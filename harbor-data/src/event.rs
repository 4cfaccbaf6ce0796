use crate::{
    error::DataError,
    subscription::{
        book::OrderBookEvent, candle::Candle, ticker::Ticker, trade::PublicTrade,
    },
};
use chrono::{DateTime, Utc};
use derive_more::From;
use harbor_instrument::{MarketKey, exchange::VenueId};
use serde::{Deserialize, Serialize};

/// Convenient new type containing a collection of [`MarketEvent<T>`](MarketEvent)s.
#[derive(Debug)]
pub struct MarketIter<InstrumentKey, T>(pub Vec<Result<MarketEvent<InstrumentKey, T>, DataError>>);

impl<InstrumentKey, T> FromIterator<Result<MarketEvent<InstrumentKey, T>, DataError>>
    for MarketIter<InstrumentKey, T>
{
    fn from_iter<Iter>(iter: Iter) -> Self
    where
        Iter: IntoIterator<Item = Result<MarketEvent<InstrumentKey, T>, DataError>>,
    {
        Self(iter.into_iter().collect())
    }
}

/// Normalised Harbor [`MarketEvent<T>`](Self) wrapping the `T` data variant in metadata.
///
/// Note: `T` can be an enum such as the [`DataKind`] if required.
///
/// ### Examples
/// - [`MarketEvent<PublicTrade>`](PublicTrade)
/// - [`MarketEvent<OrderBookEvent>`](OrderBookEvent)
/// - [`MarketEvent<DataKind>`](DataKind)
#[derive(Clone, PartialEq, Debug, Deserialize, Serialize)]
pub struct MarketEvent<InstrumentKey = MarketKey, T = DataKind> {
    pub time_exchange: DateTime<Utc>,
    pub time_received: DateTime<Utc>,
    pub exchange: VenueId,
    pub instrument: InstrumentKey,
    pub kind: T,
}

impl<InstrumentKey, T> MarketEvent<InstrumentKey, T> {
    pub fn map_kind<F, O>(self, op: F) -> MarketEvent<InstrumentKey, O>
    where
        F: FnOnce(T) -> O,
    {
        MarketEvent {
            time_exchange: self.time_exchange,
            time_received: self.time_received,
            exchange: self.exchange,
            instrument: self.instrument,
            kind: op(self.kind),
        }
    }
}

/// Available kinds of normalised Harbor [`MarketEvent<T>`](MarketEvent).
///
/// [`Self`] is purposefully not supported in any [`Subscription`](crate::subscription::Subscription)
/// directly - it is only used to make ergonomic streams containing many [`MarketEvent`] kinds.
#[derive(Clone, PartialEq, Debug, Deserialize, Serialize, From)]
pub enum DataKind {
    Trade(PublicTrade),
    Ticker(Ticker),
    OrderBook(OrderBookEvent),
    Candle(Candle),
}

impl DataKind {
    pub fn kind_name(&self) -> &'static str {
        match self {
            DataKind::Trade(_) => "public_trade",
            DataKind::Ticker(_) => "ticker",
            DataKind::OrderBook(_) => "order_book",
            DataKind::Candle(_) => "candle",
        }
    }
}

impl<InstrumentKey> From<MarketEvent<InstrumentKey, PublicTrade>>
    for MarketEvent<InstrumentKey, DataKind>
{
    fn from(value: MarketEvent<InstrumentKey, PublicTrade>) -> Self {
        value.map_kind(PublicTrade::into)
    }
}

impl<InstrumentKey> From<MarketEvent<InstrumentKey, Ticker>>
    for MarketEvent<InstrumentKey, DataKind>
{
    fn from(value: MarketEvent<InstrumentKey, Ticker>) -> Self {
        value.map_kind(Ticker::into)
    }
}

impl<InstrumentKey> From<MarketEvent<InstrumentKey, OrderBookEvent>>
    for MarketEvent<InstrumentKey, DataKind>
{
    fn from(value: MarketEvent<InstrumentKey, OrderBookEvent>) -> Self {
        value.map_kind(OrderBookEvent::into)
    }
}

impl<InstrumentKey> From<MarketEvent<InstrumentKey, Candle>>
    for MarketEvent<InstrumentKey, DataKind>
{
    fn from(value: MarketEvent<InstrumentKey, Candle>) -> Self {
        value.map_kind(Candle::into)
    }
}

■ What to work on: Which lines run from the one with "value.map_kind(OrderBookEvent::into)" through the end of the listing above? Restate them word for word, with nothing else.

■ Response area:
        value.map_kind(OrderBookEvent::into)
    }
}

impl<InstrumentKey> From<MarketEvent<InstrumentKey, Candle>>
    for MarketEvent<InstrumentKey, DataKind>
{
    fn from(value: MarketEvent<InstrumentKey, Candle>) -> Self {
        value.map_kind(Candle::into)
    }
}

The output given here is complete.